L’appartenance religieuse des électeurs déterminante dans le vote
À l’occasion d’une rencontre avec l’Association des journalistes d’information religieuse (Ajir), mercredi 4 avril à Paris, le sondeur Jérôme Fourquet, et le politologue et historien Philippe Portier ont souligné la persistance du facteur religieux dans le vote des Français. La sécularisation de la société, « l’élément religieux renforce les tendances lourdes », résume Philippe Portier, directeur du Groupe Sociétés, religions, laïcités à l’École pratique des hautes études. Invité à s'exprimer devant les membres de l'Association dee journalistes d'information religieuse, aux côtés du sondeur Jérôme Fourquet, le politologue et historien a souligné la persistance du facteur religieux dans le vote d'une part importante des Français.
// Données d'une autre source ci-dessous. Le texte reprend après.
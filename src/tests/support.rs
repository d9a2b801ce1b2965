use crate::{
    app::QuestionService,
    config::Config,
    qa::{BackendCsv, QaStore},
    ranking::Embedding,
    semantic::{EmbeddingError, EmbeddingProvider},
    translate::{TranslateError, Translator},
};
use std::sync::{
    atomic::{AtomicUsize, Ordering},
    Arc,
};

const VOCABULARY: [&str; 8] = [
    "rust", "python", "interview", "resume", "career", "salary", "study", "project",
];

/// Bag-of-keywords embedder. The last dimension is a small bias so that no
/// text embeds to a zero vector.
#[derive(Default)]
pub struct KeywordEmbedder {
    pub calls: AtomicUsize,
    pub batch_sizes: std::sync::Mutex<Vec<usize>>,
}

impl KeywordEmbedder {
    pub fn vector(text: &str) -> Embedding {
        let text = text.to_lowercase();
        let mut v: Embedding = VOCABULARY
            .iter()
            .map(|word| text.matches(word).count() as f32)
            .collect();
        v.push(0.1);
        v
    }

    pub fn calls(&self) -> usize {
        self.calls.load(Ordering::SeqCst)
    }
}

impl EmbeddingProvider for KeywordEmbedder {
    fn name(&self) -> &str {
        "keyword"
    }

    fn embed(&self, text: &str) -> Result<Embedding, EmbeddingError> {
        self.calls.fetch_add(1, Ordering::SeqCst);
        Ok(Self::vector(text))
    }

    fn embed_batch(&self, texts: &[String]) -> Result<Vec<Embedding>, EmbeddingError> {
        self.calls.fetch_add(1, Ordering::SeqCst);
        self.batch_sizes.lock().unwrap().push(texts.len());
        Ok(texts.iter().map(|t| Self::vector(t)).collect())
    }
}

/// Embedder that always fails.
pub struct BrokenEmbedder;

impl EmbeddingProvider for BrokenEmbedder {
    fn name(&self) -> &str {
        "broken"
    }

    fn embed(&self, _text: &str) -> Result<Embedding, EmbeddingError> {
        Err(EmbeddingError::EmbeddingFailed("model unavailable".to_string()))
    }

    fn embed_batch(&self, _texts: &[String]) -> Result<Vec<Embedding>, EmbeddingError> {
        Err(EmbeddingError::EmbeddingFailed("model unavailable".to_string()))
    }
}

/// Embedder that breaks the provider contract with all-zero vectors.
pub struct ZeroEmbedder;

impl EmbeddingProvider for ZeroEmbedder {
    fn name(&self) -> &str {
        "zero"
    }

    fn embed(&self, _text: &str) -> Result<Embedding, EmbeddingError> {
        Ok(vec![0.0; 4])
    }

    fn embed_batch(&self, texts: &[String]) -> Result<Vec<Embedding>, EmbeddingError> {
        Ok(texts.iter().map(|_| vec![0.0; 4]).collect())
    }
}

/// "Translates" by prefixing the text with the target language.
pub struct TaggingTranslator;

impl Translator for TaggingTranslator {
    fn translate(&self, text: &str, _source: &str, target: &str) -> Result<String, TranslateError> {
        Ok(format!("[{target}] {text}\n"))
    }
}

pub struct FailingTranslator;

impl Translator for FailingTranslator {
    fn translate(&self, _text: &str, _source: &str, _target: &str) -> Result<String, TranslateError> {
        Err(TranslateError::Empty)
    }
}

pub struct Fixture {
    pub dir: tempfile::TempDir,
    pub store: Arc<BackendCsv>,
    pub embedder: Arc<KeywordEmbedder>,
}

impl Fixture {
    pub fn new() -> Self {
        let dir = tempfile::tempdir().unwrap();
        let path = dir.path().join("qa_list.csv");
        let store = Arc::new(BackendCsv::load(path.to_str().unwrap()).unwrap());
        Self {
            dir,
            store,
            embedder: Arc::new(KeywordEmbedder::default()),
        }
    }

    pub fn service(&self) -> QuestionService {
        self.service_with(Config::default(), Box::new(TaggingTranslator))
    }

    pub fn service_with(&self, config: Config, translator: Box<dyn Translator>) -> QuestionService {
        QuestionService::new(
            &config,
            self.store.clone(),
            translator,
            self.embedder.clone(),
        )
        .unwrap()
    }

    /// Store an already answered question for `mentor`.
    pub fn answered(&self, mentor: &str, summary_en: &str, answer: &str) -> u64 {
        let doc = self
            .store
            .insert(crate::qa::NewQuestion {
                mentee_nickname: "mentee".to_string(),
                mentor_nickname: mentor.to_string(),
                question_origin: summary_en.to_string(),
                question_summary: summary_en.to_string(),
                question_summary_en: summary_en.to_string(),
            })
            .unwrap();
        self.store.answer(doc.id, answer).unwrap();
        doc.id
    }
}
//! Embedding model wrapper for fastembed.
//!
//! Provides a high-level interface for generating embeddings:
//! - Model loading with configurable cache directory
//! - Batch embedding generation

use fastembed::{InitOptions, TextEmbedding};
use std::path::PathBuf;
use std::sync::Mutex;

use super::EmbeddingProvider;
use crate::ranking::Embedding;

/// Wrapper around fastembed's TextEmbedding model.
/// Uses a Mutex because fastembed's embed() requires &mut self.
pub struct EmbeddingModel {
    model: Mutex<TextEmbedding>,
    model_name: String,
    dimensions: usize,
}

/// Error type for embedding operations
#[derive(Debug, thiserror::Error)]
pub enum EmbeddingError {
    #[error("Model initialization failed: {0}")]
    InitFailed(String),

    #[error("Embedding generation failed: {0}")]
    EmbeddingFailed(String),

    #[error("Invalid model name: {0}")]
    InvalidModel(String),

    #[error("Embedding count mismatch: sent {sent} texts, got {got} embeddings")]
    CountMismatch { sent: usize, got: usize },
}

impl EmbeddingModel {
    /// Load the embedding model with the given name.
    ///
    /// The model is downloaded on first use if not cached.
    /// Models are cached in the `models/` subdirectory of `cache_dir`.
    ///
    /// # Arguments
    /// * `model_name` - Name of the model (e.g., "all-MiniLM-L6-v2")
    /// * `cache_dir` - Directory to cache downloaded models
    pub fn new(model_name: &str, cache_dir: PathBuf) -> Result<Self, EmbeddingError> {
        let model_enum = Self::parse_model_name(model_name)?;

        let models_dir = cache_dir.join("models");
        std::fs::create_dir_all(&models_dir).map_err(|e| {
            EmbeddingError::InitFailed(format!("Failed to create models directory: {}", e))
        })?;

        log::info!(
            "loading embedding model {model_name} from {}",
            models_dir.display()
        );

        let options = InitOptions::new(model_enum)
            .with_cache_dir(models_dir)
            .with_show_download_progress(false);

        let mut model = TextEmbedding::try_new(options)
            .map_err(|e| EmbeddingError::InitFailed(e.to_string()))?;

        // Get model dimensions by embedding a test string
        let dimensions = Self::probe_dimensions(&mut model)?;

        log::info!("embedding model {model_name} ready ({dimensions} dimensions)");

        Ok(Self {
            model: Mutex::new(model),
            model_name: model_name.to_string(),
            dimensions,
        })
    }

    /// Get the embedding dimensions for this model
    pub fn dimensions(&self) -> usize {
        self.dimensions
    }

    /// Parse model name string to fastembed enum.
    fn parse_model_name(name: &str) -> Result<fastembed::EmbeddingModel, EmbeddingError> {
        match name.to_lowercase().as_str() {
            "all-minilm-l6-v2" | "allminiml6v2" => Ok(fastembed::EmbeddingModel::AllMiniLML6V2),
            "all-minilm-l6-v2-q" | "allminiml6v2q" => {
                Ok(fastembed::EmbeddingModel::AllMiniLML6V2Q)
            }
            "all-minilm-l12-v2" | "allminiml12v2" => {
                Ok(fastembed::EmbeddingModel::AllMiniLML12V2)
            }
            "bge-small-en-v1.5" | "bgesmallenv15" => Ok(fastembed::EmbeddingModel::BGESmallENV15),
            "bge-base-en-v1.5" | "bgebaseenv15" => Ok(fastembed::EmbeddingModel::BGEBaseENV15),
            "bge-large-en-v1.5" | "bgelargeenv15" => Ok(fastembed::EmbeddingModel::BGELargeENV15),
            _ => Err(EmbeddingError::InvalidModel(format!(
                "Unknown model: {}. Supported models: all-MiniLM-L6-v2, all-MiniLM-L12-v2, bge-small-en-v1.5, bge-base-en-v1.5, bge-large-en-v1.5",
                name
            ))),
        }
    }

    /// Probe the model to determine embedding dimensions.
    fn probe_dimensions(model: &mut TextEmbedding) -> Result<usize, EmbeddingError> {
        let test_embeddings = model
            .embed(vec!["test"], None)
            .map_err(|e| EmbeddingError::InitFailed(format!("Failed to probe dimensions: {}", e)))?;

        test_embeddings
            .first()
            .map(|v| v.len())
            .ok_or_else(|| EmbeddingError::InitFailed("Model returned no embedding".to_string()))
    }
}

impl EmbeddingProvider for EmbeddingModel {
    fn name(&self) -> &str {
        &self.model_name
    }

    fn embed(&self, text: &str) -> Result<Embedding, EmbeddingError> {
        let mut model = self.model.lock().map_err(|e| {
            EmbeddingError::EmbeddingFailed(format!("Failed to acquire model lock: {}", e))
        })?;

        let embeddings = model
            .embed(vec![text], None)
            .map_err(|e| EmbeddingError::EmbeddingFailed(e.to_string()))?;

        embeddings
            .into_iter()
            .next()
            .ok_or_else(|| EmbeddingError::EmbeddingFailed("No embedding returned".to_string()))
    }

    fn embed_batch(&self, texts: &[String]) -> Result<Vec<Embedding>, EmbeddingError> {
        if texts.is_empty() {
            return Ok(vec![]);
        }

        let mut model = self.model.lock().map_err(|e| {
            EmbeddingError::EmbeddingFailed(format!("Failed to acquire model lock: {}", e))
        })?;

        let embeddings = model
            .embed(texts.to_vec(), None)
            .map_err(|e| EmbeddingError::EmbeddingFailed(e.to_string()))?;

        if embeddings.len() != texts.len() {
            return Err(EmbeddingError::CountMismatch {
                sent: texts.len(),
                got: embeddings.len(),
            });
        }

        Ok(embeddings)
    }
}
Ainsi, chez les catholiques, et en particulier chez les catholiques pratiquants, les comportements électoraux s’éloignent-ils fortement de la moyenne nationale. « Les électeurs catholiques sont plus à droite que la moyenne, et plus on est pratiquant, plus on vote à droite, notamment vers l’UMP, et avec une prime très nette à Nicolas Sarkozy », relève Jérôme Fourquet, directeur du département Opinion et stratégie d’entreprise de l’Ifop.
Tropisme à droite de l’électorat catholique
Le président sortant, qui rassemble actuellement 28 % d’intentions de vote chez les Français, monte ainsi à 34 % chez les catholiques non-pratiquants et à 45 % chez les pratiquants. À l’inverse, le candidat socialiste François Hollande ne rassemble que 16 % des intentions de vote des catholiques pratiquants (24 % des non-pratiquants). Une tendance qui se confirmerait au second tour où Nicolas Sarkozy rassemblerait 70 % des suffrages des pratiquants et encore 55 % de ceux des non-pratiquants. « Il faut ajouter ici une variable d’âge, tempère Jérôme Fourquet : l’électorat catholique est plus âgé que la moyenne. Mais même s’il obtient la majorité des votes des plus de 65 ans, Nicolas Sarkozy est loin d’y faire un score de 70 % ! »
Ce tropisme à droite de l’électorat catholique, se retrouve aussi au sein de l’électorat protestant. Longtemps classé à gauche, celui-ci a opéré depuis quelques années un basculement à droite, comme le rappelait une récente enquête de l’Ifop pour Réforme où Nicolas Sarkozy apparaît loin devant dans le vote protestant.
Grandes disparités régionales du vote protestant
« On peut avancer plusieurs facteurs, avance Jérôme Fourquet : le vieillissement, le poids des évangéliques, mais aussi, comme pour une partie de l’électorat catholique, le fait que certains protestants perçoivent assez mal que l’islam tienne le haut du pavé dans le débat public. »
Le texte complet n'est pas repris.